In this report we can see the display channel is a significant driver of assisted conversions & assisted conversion goal value.  It’s assist to last click or direct conversion ratio is 2.44. That means it way more frequent is assisting with conversions than closing the deal on a conversion. Other GA reports do not present this information, and analysis without this valuable perspective can lead to concluding that the display channel is not a productive advertising channel. That would be a mistake.

Top Conversion Paths

The top conversion paths report gives a more literal picture of multi-visit paths that lead to conversions.

Item 4 shows a conversion path where users visited the website 4 times from a Social Network site on the way to a conversion.

Item 6 shows a conversion path with a paid search visit, a display visit, a display impression, and a final display visit on the path to a conversion. This shows the impression assisted conversion feature at work. The eyeball symbol indicates an impression without a click.

This visual breakdown of conversion paths helps you see how channels work together on the path to conversion. It helps underscore how important it is to consider multi-channel attribution in making digital marketing budgeting decisions.

Here we go again – time for an alert.  Something to note is that Google Display Network (GDN) Impression Reporting will only produce impression & rich media assisted conversions for ads presented on the Google Display Network (an obvious implication in the name of the reporting feature).

When you are considering more than just click & direct interaction types in MCF reporting, this means that GDN campaigns will have an inherent advantage in the reporting over other display campaigns types.  The extra information about how GDN campaigns are helping drive conversions is good, but you have to remember not to punish non-GDN campaigns just because the data isn’t available for them in MCF reporting – at least not for the free GA product.

Attribution Model Comparison Tool

A discussion of multi-channel attribution across digital channels must make mention of attribution modeling.

This is basically the practice of distributing the value of conversions across all channels in a conversion path.  You can see the default attribution models in the graphic. You can play around with these models in GA Conversions reports under attribution.

Last interaction assigns all value to the last click. First interaction assigns all value to the first click, etc.
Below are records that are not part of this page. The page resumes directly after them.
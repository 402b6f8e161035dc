//! Log output setup

use tracing_subscriber::{fmt, prelude::*, EnvFilter};

/// Initialize the global subscriber.
///
/// Logs go to stderr so `resolve` output on stdout stays machine-readable.
/// `RUST_LOG` wins when set; otherwise `verbosity` picks the level
/// (0 = info, 1 = debug, 2+ = trace).
pub fn init(verbosity: u8) -> Result<(), Box<dyn std::error::Error + Send + Sync>> {
    let fallback = match verbosity {
        0 => "info",
        1 => "debug",
        _ => "trace",
    };
    let filter_layer =
        EnvFilter::try_from_default_env().or_else(|_| EnvFilter::try_new(fallback))?;

    let fmt_layer = fmt::layer()
        .with_writer(std::io::stderr)
        .with_target(false)
        .compact();

    tracing_subscriber::registry()
        .with(filter_layer)
        .with(fmt_layer)
        .try_init()?;

    Ok(())
}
Time decay & positioned based models are probably the most meaningful.  We could write volumes communicating the nuances of this tool.  But, please know you will make better decisions just knowing:

  • About last non-direction attribution in most of the GA reports.
  • If a channel is assisting with conversions.

Please don’t forget that these MCF reports only consider conversion paths on one device. Regardless, these reports – and understanding the concept of multi-channel attribution, will help you make different & better decisions about your advertising budget distribution for your digital properties.

Get help considering attribution as you distribute your digital advertising budget

Measure across devices with User-ID.

GA’s Universal Analytics User-ID feature allows you to associate user activity from different devices and multiple sessions.  But – it is not trivial to execute.  It requires your website allows users to login to an account, and when they do you have to pass their User-ID with every pageview in the GA tracking code.  This is great.  But, it doesn’t completely solve the problem of measuring across multiple screens (bridging to TV is still a problem), and it doesn’t report in a very actionable manner (yet) on frequent switches made between devices.